第1話

文字数 975文字

最近、よく分からない夢を見る。

__決断の時来たれり

__見て、熟考し、己を星の天秤に賭けよ

__それ即ち人類の真価なり。

か細い男の声はひたすらこの言葉を繰り返し唱えていた。

「マジで何なんだこの夢…。」

朝、絡まった髪を櫛で梳かしながら思う。
いつからだっただろう、あの訳の分からない夢を見るようになったのは。記憶の限りもうここ1週間は連続して同じ夢を見続けている。

__悪夢はストレスから来るものらしい。

高校の友達に夢について話すとそんな返事が返ってきたのを思い出す。人づてに聞いたものなので根拠こそないが、まぁ納得の行く理由だったので自分ではそうなのかと受け入れている。

「でも、悪夢って言うほどのものでもないしな…」

夢は男がひたすらに同じ言葉を繰り返して言い続けているだけのものだ。自分の思う悪夢とは随分かけ離れており、特段、恐怖で飛び起きてしまうようなものでも無い。

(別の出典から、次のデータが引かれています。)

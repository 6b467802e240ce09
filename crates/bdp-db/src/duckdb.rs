//! DuckDB database backend implementation

use crate::error::{DbError, DbResult};
use crate::traits::{checked_identifier, qualified_name, quote_ident, ColumnInfo, Database};
use bdp_core::{Column, ColumnData, Frame, Value};
use duckdb::types::Value as DuckValue;
use duckdb::{params, params_from_iter, Connection};
use std::path::PathBuf;
use std::sync::Mutex;

/// In-memory database location
const MEMORY: &str = ":memory:";

enum Handle {
    /// A file database, opened for each operation and closed after it
    File(PathBuf),
    /// An in-memory database lives only as long as its one connection
    Memory(Mutex<Connection>),
}

/// DuckDB database backend
pub struct DuckDbBackend {
    location: String,
    handle: Handle,
}

/// How a result column is read back into a frame
#[derive(Debug, Clone, Copy, PartialEq, Eq)]
enum ColumnKind {
    Bool,
    Int,
    Float,
    Text,
}

impl ColumnKind {
    fn from_type(data_type: &str) -> Self {
        let upper = data_type.to_ascii_uppercase();
        match upper.as_str() {
            "BOOLEAN" => Self::Bool,
            // HUGEINT is what SUM over BIGINT yields; values past i64 fail the cast
            "TINYINT" | "SMALLINT" | "INTEGER" | "BIGINT" | "HUGEINT" | "UTINYINT"
            | "USMALLINT" | "UINTEGER" | "UBIGINT" => Self::Int,
            "FLOAT" | "REAL" | "DOUBLE" => Self::Float,
            t if t.starts_with("DECIMAL") => Self::Float,
            _ => Self::Text,
        }
    }

    fn cast_target(self) -> &'static str {
        match self {
            Self::Bool => "BOOLEAN",
            Self::Int => "BIGINT",
            Self::Float => "DOUBLE",
            Self::Text => "VARCHAR",
        }
    }
}

impl DuckDbBackend {
    /// Create a new in-memory DuckDB connection
    pub fn in_memory() -> DbResult<Self> {
        let conn =
            Connection::open_in_memory().map_err(|e| DbError::ConnectionError(e.to_string()))?;
        Ok(Self {
            location: MEMORY.to_string(),
            handle: Handle::Memory(Mutex::new(conn)),
        })
    }

    /// Use a database file. Each operation opens its own connection.
    pub fn from_path(path: impl Into<PathBuf>) -> Self {
        let path = path.into();
        Self {
            location: path.display().to_string(),
            handle: Handle::File(path),
        }
    }

    /// Create from path string (handles :memory: special case)
    pub fn new(path: &str) -> DbResult<Self> {
        if path == MEMORY {
            Self::in_memory()
        } else {
            Ok(Self::from_path(path))
        }
    }

    /// Run `f` against a connection scoped to this one operation
    fn with_conn<T>(&self, f: impl FnOnce(&mut Connection) -> DbResult<T>) -> DbResult<T> {
        match &self.handle {
            Handle::File(path) => {
                let mut conn = Connection::open(path)
                    .map_err(|e| DbError::ConnectionError(format!("{}: {}", path.display(), e)))?;
                f(&mut conn)
            }
            Handle::Memory(conn) => {
                let mut guard = conn
                    .lock()
                    .map_err(|e| DbError::MutexPoisoned(e.to_string()))?;
                f(&mut guard)
            }
        }
    }
}

fn to_duck_value(value: &Value) -> DuckValue {
    match value {
        Value::Null => DuckValue::Null,
        Value::Bool(b) => DuckValue::Boolean(*b),
        Value::Int(n) => DuckValue::BigInt(*n),
        Value::Float(x) => DuckValue::Double(*x),
        Value::Text(s) => DuckValue::Text(s.clone()),
    }
}

fn execution_error(e: duckdb::Error, sql: &str) -> DbError {
    match DbError::from(e) {
        DbError::ExecutionError(msg) => DbError::ExecutionError(format!("{}: {}", msg, sql)),
        other => other,
    }
}

/// Names and read strategy of every column `sql` returns
fn describe(conn: &Connection, sql: &str) -> DbResult<Vec<(String, ColumnKind)>> {
    let describe_sql = format!("DESCRIBE SELECT * FROM ({}\n) AS q", sql);
    let mut stmt = conn
        .prepare(&describe_sql)
        .map_err(|e| execution_error(e, sql))?;
    let columns = stmt
        .query_map([], |row| {
            let name: String = row.get(0)?;
            let data_type: String = row.get(1)?;
            Ok((name, ColumnKind::from_type(&data_type)))
        })
        .map_err(|e| execution_error(e, sql))?
        .collect::<Result<Vec<_>, _>>()?;
    Ok(columns)
}

fn read_frame(conn: &Connection, sql: &str) -> DbResult<Frame> {
    let sql = sql.trim().trim_end_matches(';');
    let described = describe(conn, sql)?;

    let projection = described
        .iter()
        .map(|(name, kind)| {
            let quoted = quote_ident(name);
            format!("CAST({} AS {}) AS {}", quoted, kind.cast_target(), quoted)
        })
        .collect::<Vec<_>>()
        .join(", ");
    let select = format!("SELECT {} FROM ({}\n) AS q", projection, sql);

    let mut data: Vec<ColumnData> = described
        .iter()
        .map(|(_, kind)| match kind {
            ColumnKind::Bool => ColumnData::Bool(Vec::new()),
            ColumnKind::Int => ColumnData::Int(Vec::new()),
            ColumnKind::Float => ColumnData::Float(Vec::new()),
            ColumnKind::Text => ColumnData::Text(Vec::new()),
        })
        .collect();

    let mut stmt = conn.prepare(&select).map_err(|e| execution_error(e, sql))?;
    let mut rows = stmt.query([]).map_err(|e| execution_error(e, sql))?;
    while let Some(row) = rows.next()? {
        for (i, column) in data.iter_mut().enumerate() {
            match column {
                ColumnData::Bool(v) => v.push(row.get(i)?),
                ColumnData::Int(v) => v.push(row.get(i)?),
                ColumnData::Float(v) => v.push(row.get(i)?),
                ColumnData::Text(v) => v.push(row.get(i)?),
            }
        }
    }

    let columns = described
        .into_iter()
        .zip(data)
        .map(|((name, _), data)| Column { name, data })
        .collect();
    Ok(Frame::new(columns)?)
}

impl Database for DuckDbBackend {
    fn execute(&self, sql: &str, params: &[Value]) -> DbResult<usize> {
        self.with_conn(|conn| {
            conn.execute(sql, params_from_iter(params.iter().map(to_duck_value)))
                .map_err(|e| execution_error(e, sql))
        })
    }

    fn execute_batch(&self, sql: &str) -> DbResult<()> {
        self.with_conn(|conn| conn.execute_batch(sql).map_err(|e| execution_error(e, sql)))
    }

    fn create_schema_if_not_exists(&self, schema: &str) -> DbResult<()> {
        let sql = format!("CREATE SCHEMA IF NOT EXISTS {}", checked_identifier(schema)?);
        self.execute_batch(&sql)
    }

    fn replace_table_as(&self, schema: &str, table: &str, select: &str) -> DbResult<()> {
        let sql = format!(
            "CREATE OR REPLACE TABLE {} AS {}\n",
            qualified_name(schema, table)?,
            select
        );
        self.execute_batch(&sql)
    }

    fn table_exists(&self, schema: &str, table: &str) -> DbResult<bool> {
        self.with_conn(|conn| {
            let count: i64 = conn.query_row(
                "SELECT COUNT(*) FROM information_schema.tables WHERE table_schema = ? AND table_name = ?",
                params![schema, table],
                |row| row.get(0),
            )?;
            Ok(count > 0)
        })
    }

    fn columns_of(&self, schema: &str, table: &str) -> DbResult<Vec<ColumnInfo>> {
        self.with_conn(|conn| {
            let mut stmt = conn.prepare(
                "SELECT column_name, data_type FROM information_schema.columns \
                 WHERE table_schema = ? AND table_name = ? ORDER BY ordinal_position",
            )?;
            let columns = stmt
                .query_map(params![schema, table], |row| {
                    Ok(ColumnInfo {
                        name: row.get(0)?,
                        data_type: row.get(1)?,
                    })
                })?
                .collect::<Result<Vec<_>, _>>()?;
            Ok(columns)
        })
    }

    fn row_count(&self, schema: &str, table: &str) -> DbResult<usize> {
        let sql = format!("SELECT COUNT(*) FROM {}", qualified_name(schema, table)?);
        self.with_conn(|conn| {
            let count: i64 = conn
                .query_row(&sql, [], |row| row.get(0))
                .map_err(|e| execution_error(e, &sql))?;
            Ok(count as usize)
        })
    }

    fn query_frame(&self, sql: &str) -> DbResult<Frame> {
        self.with_conn(|conn| read_frame(conn, sql))
    }

    fn write_frame(&self, schema: &str, table: &str, frame: &Frame) -> DbResult<()> {
        let name = qualified_name(schema, table)?;
        let definitions = frame
            .columns()
            .iter()
            .map(|c| format!("{} {}", quote_ident(&c.name), c.data.sql_type()))
            .collect::<Vec<_>>()
            .join(", ");
        let create = format!("CREATE OR REPLACE TABLE {} ({})", name, definitions);
        let placeholders = vec!["?"; frame.width()].join(", ");
        let insert = format!("INSERT INTO {} VALUES ({})", name, placeholders);

        self.with_conn(|conn| {
            let tx = conn.transaction()?;
            tx.execute_batch(&create)
                .map_err(|e| execution_error(e, &create))?;
            {
                let mut stmt = tx.prepare(&insert)?;
                for row in frame.rows() {
                    stmt.execute(params_from_iter(row.iter().map(to_duck_value)))
                        .map_err(|e| execution_error(e, &insert))?;
                }
            }
            tx.commit()?;
            log::debug!("Wrote {} rows to {}", frame.height(), name);
            Ok(())
        })
    }

    fn location(&self) -> &str {
        &self.location
    }

    fn db_type(&self) -> &'static str {
        "duckdb"
    }
}

#[cfg(test)]
#[path = "duckdb_test.rs"]
mod tests;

だが悪夢では無いからといっていい夢だとも思えない。寝ている間に発生する夢の時間、およそ2時間ほど。そのほとんどがあの言葉をひたすら聞き流している拷問のような時間だ。はっきりいって疲労感はいつもの数倍マシにのしかかっている。
このままではいつか寝るのも嫌になりそうで、そろそろ本気で対策を練るべきだと思った。

「…っよし、出来た。」

校則ギリギリの高さまで結んだポニーテールを鏡で確認して早足に洗面所を駆けていく。廊下に置いておいた学生鞄を回収し、ローファーを履いて、玄関前の鏡でもう一度自身の姿を確認した。

「スカートは巻いたし、髪も…、うん大丈夫そう!…っと、それじゃあ行ってきます!」

返事の帰ってこない居間に声をかけて扉を開けた。

___瞬間、目に入ったのは我が家の庭ではなく人影。

「…えっ?」

ドスッと左胸に衝撃が走る。嫌な予感がしてゆっくりとそこを確認すれば、白いセーラー服が真っ赤に染まり、金のナイフが自分の心臓を貫いていた。

「あっ、…な、…んで…。」

体から血と、力が抜けていく。肩にかけていたスクールバッグがずり落ちて、光希《みつき》は膝から崩れ落ちた。

「…い、や…。私、まだ…。」

死にたくない、死にたくない、生きたい。薄れゆく思考でまだ生きたいと願う。けれども現実は虚しく、光希の体はもう限界だった。
光希の掠れた瞳から涙が零れて、頬に密着した土を染める。

そうしてそのまま光希の体は死んだ。